The surge in gas prices was triggered last week following a U.S.-Israeli military strike on Iran, which escalated tensions and crippled the crucial Strait of Hormuz, a vital oil passageway. This incident has resulted in the largest oil supply disruption in history, with a dramatic three-day price increase that rivals the spikes seen during Hurricane Katrina in 2005, as noted by Bespoke Investment Group.
Before this month’s rise, gas prices had recently dipped to levels not seen since 2021, however, they remain below the record highs experienced in the wake of the Russian invasion of Ukraine in 2022. The crisis has drawn attention from top political figures, including President Donald Trump, who expressed optimism on Monday that the conflict would conclude “very soon.” Despite this hopeful sentiment, Defense Secretary Pete Hegseth indicated that the day would see intense military operations in Iran.

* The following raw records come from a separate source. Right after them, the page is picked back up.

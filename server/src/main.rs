use anyhow::Result;
use tokio::net::TcpListener;
use todo_server::ServerConfig;
use tracing_subscriber::EnvFilter;

#[tokio::main(flavor = "current_thread")]
async fn main() -> Result<()> {
    tracing_subscriber::fmt()
        .with_env_filter(
            EnvFilter::try_from_default_env()
                .unwrap_or_else(|_| EnvFilter::new("todo_server=info,tower_http=info")),
        )
        .init();

    let config = ServerConfig::from_env()?;
    let listener = TcpListener::bind(config.addr()).await?;
    todo_server::run(listener).await?;
    Ok(())
}
//! Blocking HTTP transport for the view.

use todo_core::{ApiError, HttpMethod, HttpRequest, HttpResponse, Transport};

/// Executes requests with a shared ureq agent.
///
/// ureq's status-code-as-error behavior is off, so 4xx/5xx responses come
/// back as data and `TodoClient` decides what they mean. Only failures to get
/// any response at all become `ApiError::Transport`.
pub struct UreqTransport {
    agent: ureq::Agent,
}

impl Default for UreqTransport {
    fn default() -> Self {
        Self::new()
    }
}

impl UreqTransport {
    pub fn new() -> Self {
        let agent = ureq::Agent::config_builder()
            .http_status_as_error(false)
            .build()
            .new_agent();
        Self { agent }
    }
}

impl Transport for UreqTransport {
    fn execute(&mut self, req: HttpRequest) -> Result<HttpResponse, ApiError> {
        tracing::debug!(method = req.method.as_str(), path = %req.path, "sending request");
        let agent = &self.agent;
        let result = match (req.method, req.body) {
            (HttpMethod::Get, _) => agent.get(&req.path).call(),
            (HttpMethod::Delete, _) => agent.delete(&req.path).call(),
            (HttpMethod::Patch, _) => agent.patch(&req.path).send_empty(),
            (HttpMethod::Post, Some(body)) => agent
                .post(&req.path)
                .content_type("application/json")
                .send(body.as_bytes()),
            (HttpMethod::Post, None) => agent.post(&req.path).send_empty(),
        };
        let mut response = result.map_err(|e| ApiError::Transport(e.to_string()))?;

        let status = response.status().as_u16();
        let headers = response
            .headers()
            .iter()
            .filter_map(|(name, value)| {
                value
                    .to_str()
                    .ok()
                    .map(|value| (name.as_str().to_string(), value.to_string()))
            })
            .collect();
        let body = response
            .body_mut()
            .read_to_string()
            .map_err(|e| ApiError::Transport(e.to_string()))?;
        tracing::debug!(status, "response received");

        Ok(HttpResponse {
            status,
            headers,
            body,
        })
    }
}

U.S. crude oil prices have fluctuated significantly, currently hovering around $84 per barrel after earlier breaching the $100 mark. Amin Nasser, CEO of Saudi Aramco, warned that the ongoing war could lead to “catastrophic consequences” for the global oil market, citing this crisis as unprecedented in scale for the region’s oil and gas industries.
The rising gas prices could jeopardize Trump’s focus on reducing living costs, a central theme of his reelection campaign. As the U.S. midterm elections approach in November, affordability remains a critical topic for voters, potentially impacting Trump’s Republican party’s control over Congress.
Earlier this year, at the World Economic Forum in Davos, Switzerland, Trump claimed the U.S. had “virtually no inflation,” pointing to decreased energy costs as evidence of economic progress. At that time, gas prices were near multi-year lows, which provided him with a platform to argue that inflation was under control.
Seasonal trends also contribute to rising gas prices, particularly as the spring break season approaches, according to AAA spokesperson Aixa Diaz. This is compounded by expectations that summer-blend gasoline, which is more expensive than the winter blend currently sold, will enter the market soon. Diaz indicated that the combination of these factors with elevated crude oil prices will likely lead to higher prices at the pump.
The future trajectory of gas prices will depend significantly on the duration of the market disruption, as noted by Raymond James analyst Bobby Griffin. If crude oil prices continue to escalate, retailers may have to increase prices to maintain profit margins. Conversely, should crude prices stabilize, there could be a temporary squeeze on oil sellers’ margins.
Even if crude oil prices eventually decline, there may not be an immediate reduction at the pumps, as retailers generally do not promptly pass down cost savings to consumers. As the situation evolves, many are left wondering just how high gas prices might climb in the coming weeks and months.